DATA EXTRACTS below:

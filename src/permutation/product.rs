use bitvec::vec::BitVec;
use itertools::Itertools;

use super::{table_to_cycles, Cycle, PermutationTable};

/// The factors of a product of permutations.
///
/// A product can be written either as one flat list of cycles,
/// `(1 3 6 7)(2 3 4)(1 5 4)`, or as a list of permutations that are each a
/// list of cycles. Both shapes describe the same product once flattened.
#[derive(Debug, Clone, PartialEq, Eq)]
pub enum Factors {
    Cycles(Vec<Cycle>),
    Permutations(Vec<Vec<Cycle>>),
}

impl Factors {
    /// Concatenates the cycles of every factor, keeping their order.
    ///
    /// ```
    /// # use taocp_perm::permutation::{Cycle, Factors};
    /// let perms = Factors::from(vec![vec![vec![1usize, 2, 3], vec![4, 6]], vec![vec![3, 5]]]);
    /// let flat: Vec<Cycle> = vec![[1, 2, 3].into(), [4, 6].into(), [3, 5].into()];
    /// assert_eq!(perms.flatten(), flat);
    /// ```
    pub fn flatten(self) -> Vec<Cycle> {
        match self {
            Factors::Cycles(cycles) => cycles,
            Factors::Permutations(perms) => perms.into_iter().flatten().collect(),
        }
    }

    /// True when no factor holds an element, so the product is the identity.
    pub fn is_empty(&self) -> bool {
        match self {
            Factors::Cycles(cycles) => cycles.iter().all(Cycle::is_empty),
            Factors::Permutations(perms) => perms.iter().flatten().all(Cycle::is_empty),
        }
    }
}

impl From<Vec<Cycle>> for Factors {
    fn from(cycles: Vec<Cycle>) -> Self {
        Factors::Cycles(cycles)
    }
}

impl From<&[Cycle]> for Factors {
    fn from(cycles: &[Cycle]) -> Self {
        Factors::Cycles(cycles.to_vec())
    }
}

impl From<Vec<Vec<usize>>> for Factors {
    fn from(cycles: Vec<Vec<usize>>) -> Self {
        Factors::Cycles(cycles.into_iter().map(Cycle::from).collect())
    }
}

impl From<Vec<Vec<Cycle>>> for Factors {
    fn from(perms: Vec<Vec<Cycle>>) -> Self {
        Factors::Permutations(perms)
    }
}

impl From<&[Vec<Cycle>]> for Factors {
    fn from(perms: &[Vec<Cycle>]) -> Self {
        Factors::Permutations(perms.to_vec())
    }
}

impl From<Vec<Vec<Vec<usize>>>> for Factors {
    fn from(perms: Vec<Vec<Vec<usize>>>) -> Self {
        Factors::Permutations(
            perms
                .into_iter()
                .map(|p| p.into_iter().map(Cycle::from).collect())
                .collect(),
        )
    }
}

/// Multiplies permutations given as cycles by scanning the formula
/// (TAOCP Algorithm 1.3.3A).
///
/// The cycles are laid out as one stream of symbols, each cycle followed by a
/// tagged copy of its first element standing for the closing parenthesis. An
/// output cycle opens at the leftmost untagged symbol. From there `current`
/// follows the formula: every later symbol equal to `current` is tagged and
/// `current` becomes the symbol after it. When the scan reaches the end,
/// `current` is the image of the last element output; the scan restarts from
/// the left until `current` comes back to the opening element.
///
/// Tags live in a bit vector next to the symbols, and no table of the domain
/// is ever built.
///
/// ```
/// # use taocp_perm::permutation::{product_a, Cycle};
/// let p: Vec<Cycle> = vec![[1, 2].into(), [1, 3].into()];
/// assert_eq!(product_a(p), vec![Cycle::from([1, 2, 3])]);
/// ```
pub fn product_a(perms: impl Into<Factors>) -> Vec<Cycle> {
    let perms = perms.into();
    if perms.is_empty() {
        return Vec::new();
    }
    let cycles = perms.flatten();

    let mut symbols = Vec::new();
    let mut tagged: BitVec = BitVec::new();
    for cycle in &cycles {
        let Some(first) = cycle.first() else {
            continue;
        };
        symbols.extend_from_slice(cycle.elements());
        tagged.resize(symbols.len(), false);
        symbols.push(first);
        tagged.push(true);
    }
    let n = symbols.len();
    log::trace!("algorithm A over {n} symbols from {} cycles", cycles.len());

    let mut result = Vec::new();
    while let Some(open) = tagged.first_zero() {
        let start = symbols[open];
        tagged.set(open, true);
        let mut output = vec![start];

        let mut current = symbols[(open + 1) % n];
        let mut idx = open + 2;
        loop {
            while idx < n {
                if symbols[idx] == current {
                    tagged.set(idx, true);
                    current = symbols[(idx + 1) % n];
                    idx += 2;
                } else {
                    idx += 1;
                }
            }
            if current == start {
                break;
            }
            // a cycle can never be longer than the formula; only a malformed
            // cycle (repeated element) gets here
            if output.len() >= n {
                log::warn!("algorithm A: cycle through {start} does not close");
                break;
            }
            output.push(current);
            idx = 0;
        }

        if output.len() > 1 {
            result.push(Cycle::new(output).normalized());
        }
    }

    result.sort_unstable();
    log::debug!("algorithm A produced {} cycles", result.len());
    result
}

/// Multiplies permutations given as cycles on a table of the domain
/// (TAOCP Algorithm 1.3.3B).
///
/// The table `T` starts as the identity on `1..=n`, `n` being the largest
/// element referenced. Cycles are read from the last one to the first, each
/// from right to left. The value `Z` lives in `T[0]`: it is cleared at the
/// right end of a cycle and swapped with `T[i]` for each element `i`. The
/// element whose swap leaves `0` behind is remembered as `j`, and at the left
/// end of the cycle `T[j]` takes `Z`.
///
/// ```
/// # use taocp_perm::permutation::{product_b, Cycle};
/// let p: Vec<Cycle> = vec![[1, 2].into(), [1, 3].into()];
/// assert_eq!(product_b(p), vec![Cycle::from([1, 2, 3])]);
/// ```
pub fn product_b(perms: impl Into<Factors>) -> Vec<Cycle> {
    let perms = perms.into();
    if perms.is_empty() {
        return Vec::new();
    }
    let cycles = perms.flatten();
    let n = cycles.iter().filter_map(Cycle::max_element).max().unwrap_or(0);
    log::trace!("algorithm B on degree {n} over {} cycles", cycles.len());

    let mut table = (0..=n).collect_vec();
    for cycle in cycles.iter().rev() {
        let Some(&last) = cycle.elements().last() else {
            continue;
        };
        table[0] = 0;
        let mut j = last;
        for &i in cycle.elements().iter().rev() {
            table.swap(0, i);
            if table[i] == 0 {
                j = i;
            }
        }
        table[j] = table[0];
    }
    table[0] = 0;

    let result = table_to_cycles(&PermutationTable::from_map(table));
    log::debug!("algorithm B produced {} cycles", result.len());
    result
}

End of DATA EXTRACTS.

◆ **TASK DETAILS**
From the very first line of the data through the line with "impl From<Vec<Vec<Cycle>>> for" in it, please reproduce each line exactly and output nothing more.

◆ **WRITTEN ANSWER**
filename src/permutation/product.rs
use bitvec::vec::BitVec;
use itertools::Itertools;

use super::{table_to_cycles, Cycle, PermutationTable};

/// The factors of a product of permutations.
///
/// A product can be written either as one flat list of cycles,
/// `(1 3 6 7)(2 3 4)(1 5 4)`, or as a list of permutations that are each a
/// list of cycles. Both shapes describe the same product once flattened.
#[derive(Debug, Clone, PartialEq, Eq)]
pub enum Factors {
    Cycles(Vec<Cycle>),
    Permutations(Vec<Vec<Cycle>>),
}

impl Factors {
    /// Concatenates the cycles of every factor, keeping their order.
    ///
    /// ```
    /// # use taocp_perm::permutation::{Cycle, Factors};
    /// let perms = Factors::from(vec![vec![vec![1usize, 2, 3], vec![4, 6]], vec![vec![3, 5]]]);
    /// let flat: Vec<Cycle> = vec![[1, 2, 3].into(), [4, 6].into(), [3, 5].into()];
    /// assert_eq!(perms.flatten(), flat);
    /// ```
    pub fn flatten(self) -> Vec<Cycle> {
        match self {
            Factors::Cycles(cycles) => cycles,
            Factors::Permutations(perms) => perms.into_iter().flatten().collect(),
        }
    }

    /// True when no factor holds an element, so the product is the identity.
    pub fn is_empty(&self) -> bool {
        match self {
            Factors::Cycles(cycles) => cycles.iter().all(Cycle::is_empty),
            Factors::Permutations(perms) => perms.iter().flatten().all(Cycle::is_empty),
        }
    }
}

impl From<Vec<Cycle>> for Factors {
    fn from(cycles: Vec<Cycle>) -> Self {
        Factors::Cycles(cycles)
    }
}

impl From<&[Cycle]> for Factors {
    fn from(cycles: &[Cycle]) -> Self {
        Factors::Cycles(cycles.to_vec())
    }
}

impl From<Vec<Vec<usize>>> for Factors {
    fn from(cycles: Vec<Vec<usize>>) -> Self {
        Factors::Cycles(cycles.into_iter().map(Cycle::from).collect())
    }
}

impl From<Vec<Vec<Cycle>>> for Factors {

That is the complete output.